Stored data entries
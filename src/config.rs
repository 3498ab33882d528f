use std::fs;
use std::io;
use std::net::{IpAddr, Ipv4Addr, SocketAddr};
use std::path::{Path, PathBuf};

use serde::Deserialize;
use thiserror::Error;

#[derive(Deserialize, Debug, Clone, PartialEq, Eq)]
pub struct Config {
    pub port: u16,
    /// Connection url handed to sea-orm, e.g. `postgres://…` or `sqlite://bands.db?mode=rwc`.
    pub database: String,
    #[serde(default = "default_host")]
    pub host: IpAddr,
}

#[derive(Debug, Error)]
pub enum ConfigError {
    #[error("Error opening configuration file {}: {source}", .path.display())]
    Io { path: PathBuf, source: io::Error },

    #[error("Malformed configuration: {0}")]
    Malformed(#[from] serde_json::Error),
}

fn default_host() -> IpAddr {
    IpAddr::V4(Ipv4Addr::UNSPECIFIED)
}

impl Config {
    pub fn load(path: &Path) -> Result<Self, ConfigError> {
        let contents = fs::read_to_string(path).map_err(|source| ConfigError::Io {
            path: path.to_path_buf(),
            source,
        })?;
        Self::from_json(&contents)
    }

    pub fn from_json(contents: &str) -> Result<Self, ConfigError> {
        Ok(serde_json::from_str(contents)?)
    }

    pub fn socket_addr(&self) -> SocketAddr {
        SocketAddr::new(self.host, self.port)
    }
}
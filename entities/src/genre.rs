use std::str::FromStr;

use sea_orm::entity::prelude::*;
use sea_orm::{ActiveValue, IntoActiveValue, Iterable};
use serde::{Serialize, Serializer};
use thiserror::Error;

/// The closed set of genres a band can be filed under.
///
/// Stored as its display value, so the column reads `Hip-Hop` rather than
/// `HipHop`.
#[derive(Clone, Copy, Debug, PartialEq, Eq, Hash, EnumIter, DeriveActiveEnum)]
#[sea_orm(rs_type = "String", db_type = "String(Some(16))")]
pub enum Genre {
    #[sea_orm(string_value = "Rock")]
    Rock,
    #[sea_orm(string_value = "Electronic")]
    Electronic,
    #[sea_orm(string_value = "Metal")]
    Metal,
    #[sea_orm(string_value = "Hip-Hop")]
    HipHop,
    #[sea_orm(string_value = "Pop")]
    Pop,
}

#[derive(Debug, Clone, PartialEq, Eq, Error)]
#[error("'{0}' is not a valid genre")]
pub struct InvalidGenre(pub String);

impl Genre {
    pub fn as_str(&self) -> &'static str {
        match self {
            Genre::Rock => "Rock",
            Genre::Electronic => "Electronic",
            Genre::Metal => "Metal",
            Genre::HipHop => "Hip-Hop",
            Genre::Pop => "Pop",
        }
    }
}

impl FromStr for Genre {
    type Err = InvalidGenre;

    /// Trims and title-cases the input before matching it against the
    /// display values, so `" hip-hop "` parses as [`Genre::HipHop`].
    fn from_str(raw: &str) -> Result<Self, Self::Err> {
        let normalized = title_case(raw.trim());
        Genre::iter()
            .find(|genre| genre.as_str() == normalized)
            .ok_or_else(|| InvalidGenre(raw.to_string()))
    }
}

impl IntoActiveValue<Genre> for Genre {
    fn into_active_value(self) -> ActiveValue<Genre> {
        ActiveValue::Set(self)
    }
}

impl Serialize for Genre {
    fn serialize<S: Serializer>(&self, serializer: S) -> Result<S::Ok, S::Error> {
        serializer.serialize_str(self.as_str())
    }
}

/// Upper-cases every letter that follows a non-letter and lower-cases the
/// rest: `hIP-hop` becomes `Hip-Hop`.
fn title_case(input: &str) -> String {
    let mut out = String::with_capacity(input.len());
    let mut previous_is_letter = false;
    for c in input.chars() {
        if previous_is_letter {
            out.extend(c.to_lowercase());
        } else {
            out.extend(c.to_uppercase());
        }
        previous_is_letter = c.is_alphabetic();
    }
    out
}
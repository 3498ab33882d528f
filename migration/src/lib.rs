pub use sea_orm_migration::prelude::*;

mod m20240401_000001_create_bands;

pub struct Migrator;

#[async_trait::async_trait]
impl MigratorTrait for Migrator {
    fn migrations() -> Vec<Box<dyn MigrationTrait>> {
        vec![Box::new(m20240401_000001_create_bands::Migration)]
    }
}
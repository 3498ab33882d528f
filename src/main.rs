use std::error::Error;
use std::path::PathBuf;

use bandstand::config::Config;
use bandstand::{build_router, DatabaseState};
use clap::Parser;
use log::{error, info};
use migration::{Migrator, MigratorTrait};
use sea_orm::Database;
use tokio::main;

#[derive(Parser)]
#[command(author, version, about, long_about = None)]
struct Args {
    #[arg(long, short, default_value_t = 3)]
    verbosity: usize,
    #[arg(long, short, default_value_t = false)]
    quiet: bool,
    #[arg(long, short)]
    config: PathBuf,
}

#[main]
async fn main() -> Result<(), Box<dyn Error>> {
    let args = Args::parse();
    stderrlog::new()
        .verbosity(args.verbosity)
        .quiet(args.quiet)
        .timestamp(stderrlog::Timestamp::Millisecond)
        .init()?;

    info!("Configuration path: {}", args.config.display());
    let config = Config::load(&args.config).inspect_err(|err| error!("{}", err))?;

    let connection = Database::connect(config.database.as_str())
        .await
        .inspect_err(|err| error!("Error connecting to database: {}", err))?;

    // Tables are created once, before the listener accepts anything.
    Migrator::up(&connection, None)
        .await
        .inspect_err(|err| error!("Error initializing schema: {}", err))?;
    info!("Database schema is up to date");

    let app = build_router(DatabaseState { connection });

    let addr = config.socket_addr();
    let listener = tokio::net::TcpListener::bind(addr).await?;
    info!("Listening on {}", addr);
    axum::serve(listener, app).await?;
    Ok(())
}
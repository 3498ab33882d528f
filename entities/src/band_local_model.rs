use crate::band::ActiveModel;
use crate::genre::Genre;
use sea_orm::DeriveIntoActiveModel;

#[derive(DeriveIntoActiveModel, PartialEq, Eq, Clone, Debug)]
pub struct BandModel {
    pub name: String,
    pub genre: Genre,
}
pub mod album;
pub mod album_local_model;
pub mod band;
pub mod band_local_model;
pub mod genre;

pub use genre::{Genre, InvalidGenre};
use entities::album_local_model::AlbumModel;
use entities::band_local_model::BandModel;
use entities::{Genre, album, band};
use log::{error, info};
use sea_orm::prelude::Date;
use sea_orm::{
    ActiveModelTrait, ConnectionTrait, DbErr, EntityTrait, IntoActiveModel, ModelTrait,
    QueryOrder, TransactionTrait,
};

/// A band together with its albums, oldest album first.
pub type BandWithAlbums = (band::Model, Vec<album::Model>);

#[derive(Clone, Debug, PartialEq, Eq)]
pub struct NewBand {
    pub name: String,
    pub genre: Genre,
    pub albums: Vec<NewAlbum>,
}

#[derive(Clone, Debug, PartialEq, Eq)]
pub struct NewAlbum {
    pub title: String,
    pub release_date: Date,
}

pub async fn find_bands_with_albums<C: ConnectionTrait>(
    db: &C,
) -> Result<Vec<BandWithAlbums>, DbErr> {
    band::Entity::find()
        .find_with_related(album::Entity)
        .order_by_asc(band::Column::Id)
        .order_by_asc(album::Column::Id)
        .all(db)
        .await
}

pub async fn find_band_by_id<C: ConnectionTrait>(
    db: &C,
    band_id: i32,
) -> Result<Option<BandWithAlbums>, DbErr> {
    let Some(band) = band::Entity::find_by_id(band_id).one(db).await? else {
        return Ok(None);
    };
    let albums = band
        .find_related(album::Entity)
        .order_by_asc(album::Column::Id)
        .all(db)
        .await?;
    Ok(Some((band, albums)))
}

/// Inserts the band and every one of its albums in a single transaction.
/// On any failure the transaction is dropped uncommitted and nothing is kept.
pub async fn insert_band<C: TransactionTrait>(
    db: &C,
    new_band: NewBand,
) -> Result<BandWithAlbums, DbErr> {
    let txn = db.begin().await?;

    let band = BandModel {
        name: new_band.name,
        genre: new_band.genre,
    }
    .into_active_model()
    .insert(&txn)
    .await?;

    let mut albums = Vec::with_capacity(new_band.albums.len());
    for new_album in new_band.albums {
        let album = AlbumModel {
            title: new_album.title,
            release_date: new_album.release_date,
            band_id: band.id,
        }
        .into_active_model()
        .insert(&txn)
        .await
        .inspect_err(|e| error!("Failed to insert album for band {}: {}", band.id, e))?;
        albums.push(album);
    }

    txn.commit().await?;
    info!(
        "Inserted band {} ({}) with {} album(s)",
        band.id,
        band.name,
        albums.len()
    );
    Ok((band, albums))
}
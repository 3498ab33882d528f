use sea_orm::entity::prelude::*;
use serde::Serialize;

#[derive(Clone, Debug, PartialEq, Eq, DeriveEntityModel, Serialize)]
#[sea_orm(table_name = "album")]
pub struct Model {
    #[sea_orm(primary_key)]
    pub id: i32,
    pub title: String,
    pub release_date: Date,
    // Albums only ever exist under a band; deleting the band cascades.
    pub band_id: i32,
}

#[derive(Copy, Clone, Debug, EnumIter, DeriveRelation)]
pub enum Relation {
    #[sea_orm(
        belongs_to = "super::band::Entity",
        from = "Column::BandId",
        to = "super::band::Column::Id",
        on_delete = "Cascade"
    )]
    Band,
}

impl Related<super::band::Entity> for Entity {
    fn to() -> RelationDef {
        Relation::Band.def()
    }
}

impl ActiveModelBehavior for ActiveModel {}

THE PROBLEM —
Both the first line of the records above and the line containing "#[derive(Debug, Error)]" are to be transcribed exactly, together with every line between them, and nothing else.

ANSWER SPACE —
filename src/config.rs
repository 3498ab33882d528f
use std::fs;
use std::io;
use std::net::{IpAddr, Ipv4Addr, SocketAddr};
use std::path::{Path, PathBuf};

use serde::Deserialize;
use thiserror::Error;

#[derive(Deserialize, Debug, Clone, PartialEq, Eq)]
pub struct Config {
    pub port: u16,
    /// Connection url handed to sea-orm, e.g. `postgres://…` or `sqlite://bands.db?mode=rwc`.
    pub database: String,
    #[serde(default = "default_host")]
    pub host: IpAddr,
}

#[derive(Debug, Error)]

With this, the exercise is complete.